Print the records below exactly, leaving out nothing.
========
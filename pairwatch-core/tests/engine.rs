//! End-to-end pipeline tests: ticks in, bars, snapshots, and alerts out
//! through the public engine API.

use chrono::{DateTime, Utc};
use pairwatch_core::{
    AlertField, AlertOp, AlertRuleSpec, ChannelPersist, EngineConfig, NullPersist, PairSpec,
    PairsEngine, PersistEvent, SnapshotStatus, Tick, Timeframe,
};
use smol_str::SmolStr;
use std::{sync::Arc, time::Duration};
use tokio_stream::StreamExt;

fn pair_spec() -> PairSpec {
    PairSpec {
        symbol_a: SmolStr::new("aaa"),
        symbol_b: SmolStr::new("bbb"),
        timeframe: Timeframe::from_secs(1),
    }
}

fn test_config() -> EngineConfig {
    EngineConfig {
        timeframes: vec![Timeframe::from_secs(1)],
        window_capacity: 30,
        min_samples: 5,
        recompute_every: 16,
        adf_lags: 1,
        adf_min_samples: 12,
        adf_every: 3,
        max_clock_skew_ms: 120_000,
        bar_history: 128,
        pairs: vec![pair_spec()],
        rules: vec![AlertRuleSpec {
            pair: pair_spec(),
            field: AlertField::HedgeRatio,
            op: AlertOp::Gt,
            threshold: 1.2,
        }],
    }
}

fn at(ms: i64) -> DateTime<Utc> {
    DateTime::from_timestamp_millis(ms).unwrap()
}

/// Legs on exponential tracks with log A = 2 log B: the engine should recover
/// a hedge ratio near 2 once the pair window is warm.
fn feed_square_tracks(engine: &mut PairsEngine, seconds: i64) {
    for s in 0..seconds {
        let x = 0.01 * s as f64;
        let b = x.exp();
        let a = (2.0 * x).exp();
        engine
            .feed_tick(&Tick::new(at(s * 1_000), "bbb", b, 1.0))
            .unwrap();
        engine
            .feed_tick(&Tick::new(at(s * 1_000), "aaa", a, 1.0))
            .unwrap();
    }
}

#[tokio::test]
async fn test_ticks_to_ready_snapshot() {
    let mut engine = PairsEngine::spawn(test_config(), Arc::new(NullPersist)).unwrap();
    let handle = engine.handle();
    let pair_id = pair_spec().id();

    feed_square_tracks(&mut engine, 31);
    engine.shutdown().await;

    let snapshot = handle.get_latest_snapshot(&pair_id).expect("snapshot published");
    assert_eq!(snapshot.status, SnapshotStatus::Ready);
    assert!(snapshot.sample_count >= 12);

    let hedge = snapshot.hedge_ratio.unwrap();
    assert!((hedge - 2.0).abs() < 0.05, "hedge ratio {hedge}");
    assert!(snapshot.correlation.unwrap() > 0.99);
    assert!(snapshot.zscore.unwrap().abs() < 2.0);
    assert!(snapshot.adf_statistic.is_some());
    let pvalue = snapshot.adf_pvalue.unwrap();
    assert!((0.01..=0.99).contains(&pvalue));
}

#[tokio::test]
async fn test_bar_ranges_ordered_and_half_open() {
    let mut engine = PairsEngine::spawn(test_config(), Arc::new(NullPersist)).unwrap();
    let handle = engine.handle();

    feed_square_tracks(&mut engine, 11);
    engine.shutdown().await;

    let bars = handle.get_bars("bbb", Timeframe::from_secs(1), at(2_000), at(6_000));
    assert_eq!(bars.len(), 4);
    assert_eq!(bars[0].bucket_start, at(2_000));
    assert_eq!(bars[3].bucket_start, at(5_000));
    assert!(bars.windows(2).all(|w| w[0].bucket_end == w[1].bucket_start));
    assert!(bars.iter().all(|bar| bar.complete));
}

#[tokio::test]
async fn test_startup_rule_edge_triggers_exactly_once() {
    let mut engine = PairsEngine::spawn(test_config(), Arc::new(NullPersist)).unwrap();
    let handle = engine.handle();
    let pair_id = pair_spec().id();

    // The hedge ratio stays above 1.2 for every Ready snapshot, so the rule
    // crosses upward exactly once over the whole run.
    feed_square_tracks(&mut engine, 31);
    engine.shutdown().await;

    let history = handle.get_alert_history(&pair_id);
    assert_eq!(history.len(), 1, "expected a single edge-triggered event");
    let event = &history[0];
    assert!(event.observed > 1.2);
    assert!(event.message.contains("hedge_ratio > 1.2"));
}

#[tokio::test]
async fn test_subscription_receives_live_snapshots() {
    let mut engine = PairsEngine::spawn(test_config(), Arc::new(NullPersist)).unwrap();
    let handle = engine.handle();
    let pair_id = pair_spec().id();

    let mut stream = handle.subscribe_snapshots(&pair_id).expect("tracked pair");
    assert!(handle.subscribe_snapshots(&pair_spec().id()).is_some());

    feed_square_tracks(&mut engine, 11);

    // Two bars complete per elapsed second, one per leg.
    let mut statuses = Vec::new();
    for _ in 0..10 {
        let item = tokio::time::timeout(Duration::from_secs(5), stream.next())
            .await
            .expect("snapshot within timeout")
            .expect("stream open")
            .expect("no lag at this volume");
        statuses.push(item.status);
    }

    // Early snapshots are below the minimum sample count, later ones Ready.
    assert_eq!(statuses[0], SnapshotStatus::InsufficientData);
    assert!(statuses.contains(&SnapshotStatus::Ready));

    // Cancelling is just dropping the stream.
    drop(stream);
    engine.shutdown().await;
}

#[tokio::test]
async fn test_late_ticks_rejected_but_pipeline_continues() {
    let mut engine = PairsEngine::spawn(test_config(), Arc::new(NullPersist)).unwrap();

    feed_square_tracks(&mut engine, 5);

    // Stale timestamp for bbb: rejected per-timeframe, tick accepted wholesale.
    let report = engine
        .feed_tick(&Tick::new(at(1_500), "bbb", 1.0, 1.0))
        .unwrap();
    assert_eq!(report.rejections.len(), 1);
    assert!(report.completed.is_empty());

    // Malformed tick rejected wholesale.
    assert!(engine.feed_tick(&Tick::new(at(10_000), "bbb", -5.0, 1.0)).is_err());

    // The pipeline still resamples fresh ticks afterwards.
    let report = engine
        .feed_tick(&Tick::new(at(5_000), "bbb", 1.05, 1.0))
        .unwrap();
    assert_eq!(report.completed.len(), 1);

    engine.shutdown().await;
}

#[tokio::test]
async fn test_artifacts_forwarded_to_persistence() {
    let (sink, mut rx) = ChannelPersist::new();
    let mut engine = PairsEngine::spawn(test_config(), Arc::new(sink)).unwrap();

    feed_square_tracks(&mut engine, 11);
    engine.shutdown().await;

    let mut bars = 0;
    let mut snapshots = 0;
    let mut alerts = 0;
    while let Ok(event) = rx.try_recv() {
        match event {
            PersistEvent::Bar(bar) => {
                assert!(bar.complete);
                bars += 1;
            }
            PersistEvent::Snapshot(_) => snapshots += 1,
            PersistEvent::Alert(_) => alerts += 1,
        }
    }

    // 10 elapsed seconds, two legs: 20 completed bars, one snapshot per bar.
    assert_eq!(bars, 20);
    assert_eq!(snapshots, 20);
    assert_eq!(alerts, 1);
}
========
**Solution to the exercise**
filename pairwatch-core/tests/engine.rs
//! End-to-end pipeline tests: ticks in, bars, snapshots, and alerts out
//! through the public engine API.

use chrono::{DateTime, Utc};
use pairwatch_core::{
    AlertField, AlertOp, AlertRuleSpec, ChannelPersist, EngineConfig, NullPersist, PairSpec,
    PairsEngine, PersistEvent, SnapshotStatus, Tick, Timeframe,
};
use smol_str::SmolStr;
use std::{sync::Arc, time::Duration};
use tokio_stream::StreamExt;

fn pair_spec() -> PairSpec {
    PairSpec {
        symbol_a: SmolStr::new("aaa"),
        symbol_b: SmolStr::new("bbb"),
        timeframe: Timeframe::from_secs(1),
    }
}

fn test_config() -> EngineConfig {
    EngineConfig {
        timeframes: vec![Timeframe::from_secs(1)],
        window_capacity: 30,
        min_samples: 5,
        recompute_every: 16,
        adf_lags: 1,
        adf_min_samples: 12,
        adf_every: 3,
        max_clock_skew_ms: 120_000,
        bar_history: 128,
        pairs: vec![pair_spec()],
        rules: vec![AlertRuleSpec {
            pair: pair_spec(),
            field: AlertField::HedgeRatio,
            op: AlertOp::Gt,
            threshold: 1.2,
        }],
    }
}

fn at(ms: i64) -> DateTime<Utc> {
    DateTime::from_timestamp_millis(ms).unwrap()
}

/// Legs on exponential tracks with log A = 2 log B: the engine should recover
/// a hedge ratio near 2 once the pair window is warm.
fn feed_square_tracks(engine: &mut PairsEngine, seconds: i64) {
    for s in 0..seconds {
        let x = 0.01 * s as f64;
        let b = x.exp();
        let a = (2.0 * x).exp();
        engine
            .feed_tick(&Tick::new(at(s * 1_000), "bbb", b, 1.0))
            .unwrap();
        engine
            .feed_tick(&Tick::new(at(s * 1_000), "aaa", a, 1.0))
            .unwrap();
    }
}

#[tokio::test]
async fn test_ticks_to_ready_snapshot() {
    let mut engine = PairsEngine::spawn(test_config(), Arc::new(NullPersist)).unwrap();
    let handle = engine.handle();
    let pair_id = pair_spec().id();

    feed_square_tracks(&mut engine, 31);
    engine.shutdown().await;

    let snapshot = handle.get_latest_snapshot(&pair_id).expect("snapshot published");
    assert_eq!(snapshot.status, SnapshotStatus::Ready);
    assert!(snapshot.sample_count >= 12);

    let hedge = snapshot.hedge_ratio.unwrap();
    assert!((hedge - 2.0).abs() < 0.05, "hedge ratio {hedge}");
    assert!(snapshot.correlation.unwrap() > 0.99);
    assert!(snapshot.zscore.unwrap().abs() < 2.0);
    assert!(snapshot.adf_statistic.is_some());
    let pvalue = snapshot.adf_pvalue.unwrap();
    assert!((0.01..=0.99).contains(&pvalue));
}

#[tokio::test]
async fn test_bar_ranges_ordered_and_half_open() {
    let mut engine = PairsEngine::spawn(test_config(), Arc::new(NullPersist)).unwrap();
    let handle = engine.handle();

    feed_square_tracks(&mut engine, 11);
    engine.shutdown().await;

    let bars = handle.get_bars("bbb", Timeframe::from_secs(1), at(2_000), at(6_000));
    assert_eq!(bars.len(), 4);
    assert_eq!(bars[0].bucket_start, at(2_000));
    assert_eq!(bars[3].bucket_start, at(5_000));
    assert!(bars.windows(2).all(|w| w[0].bucket_end == w[1].bucket_start));
    assert!(bars.iter().all(|bar| bar.complete));
}

#[tokio::test]
async fn test_startup_rule_edge_triggers_exactly_once() {
    let mut engine = PairsEngine::spawn(test_config(), Arc::new(NullPersist)).unwrap();
    let handle = engine.handle();
    let pair_id = pair_spec().id();

    // The hedge ratio stays above 1.2 for every Ready snapshot, so the rule
    // crosses upward exactly once over the whole run.
    feed_square_tracks(&mut engine, 31);
    engine.shutdown().await;

    let history = handle.get_alert_history(&pair_id);
    assert_eq!(history.len(), 1, "expected a single edge-triggered event");
    let event = &history[0];
    assert!(event.observed > 1.2);
    assert!(event.message.contains("hedge_ratio > 1.2"));
}

#[tokio::test]
async fn test_subscription_receives_live_snapshots() {
    let mut engine = PairsEngine::spawn(test_config(), Arc::new(NullPersist)).unwrap();
    let handle = engine.handle();
    let pair_id = pair_spec().id();

    let mut stream = handle.subscribe_snapshots(&pair_id).expect("tracked pair");
    assert!(handle.subscribe_snapshots(&pair_spec().id()).is_some());

    feed_square_tracks(&mut engine, 11);

    // Two bars complete per elapsed second, one per leg.
    let mut statuses = Vec::new();
    for _ in 0..10 {
        let item = tokio::time::timeout(Duration::from_secs(5), stream.next())
            .await
            .expect("snapshot within timeout")
            .expect("stream open")
            .expect("no lag at this volume");
        statuses.push(item.status);
    }

    // Early snapshots are below the minimum sample count, later ones Ready.
    assert_eq!(statuses[0], SnapshotStatus::InsufficientData);
    assert!(statuses.contains(&SnapshotStatus::Ready));

    // Cancelling is just dropping the stream.
    drop(stream);
    engine.shutdown().await;
}

#[tokio::test]
async fn test_late_ticks_rejected_but_pipeline_continues() {
    let mut engine = PairsEngine::spawn(test_config(), Arc::new(NullPersist)).unwrap();

    feed_square_tracks(&mut engine, 5);

    // Stale timestamp for bbb: rejected per-timeframe, tick accepted wholesale.
    let report = engine
        .feed_tick(&Tick::new(at(1_500), "bbb", 1.0, 1.0))
        .unwrap();
    assert_eq!(report.rejections.len(), 1);
    assert!(report.completed.is_empty());

    // Malformed tick rejected wholesale.
    assert!(engine.feed_tick(&Tick::new(at(10_000), "bbb", -5.0, 1.0)).is_err());

    // The pipeline still resamples fresh ticks afterwards.
    let report = engine
        .feed_tick(&Tick::new(at(5_000), "bbb", 1.05, 1.0))
        .unwrap();
    assert_eq!(report.completed.len(), 1);

    engine.shutdown().await;
}

#[tokio::test]
async fn test_artifacts_forwarded_to_persistence() {
    let (sink, mut rx) = ChannelPersist::new();
    let mut engine = PairsEngine::spawn(test_config(), Arc::new(sink)).unwrap();

    feed_square_tracks(&mut engine, 11);
    engine.shutdown().await;

    let mut bars = 0;
    let mut snapshots = 0;
    let mut alerts = 0;
    while let Ok(event) = rx.try_recv() {
        match event {
            PersistEvent::Bar(bar) => {
                assert!(bar.complete);
                bars += 1;
            }
            PersistEvent::Snapshot(_) => snapshots += 1,
            PersistEvent::Alert(_) => alerts += 1,
        }
    }

    // 10 elapsed seconds, two legs: 20 completed bars, one snapshot per bar.
    assert_eq!(bars, 20);
    assert_eq!(snapshots, 20);
    assert_eq!(alerts, 1);
}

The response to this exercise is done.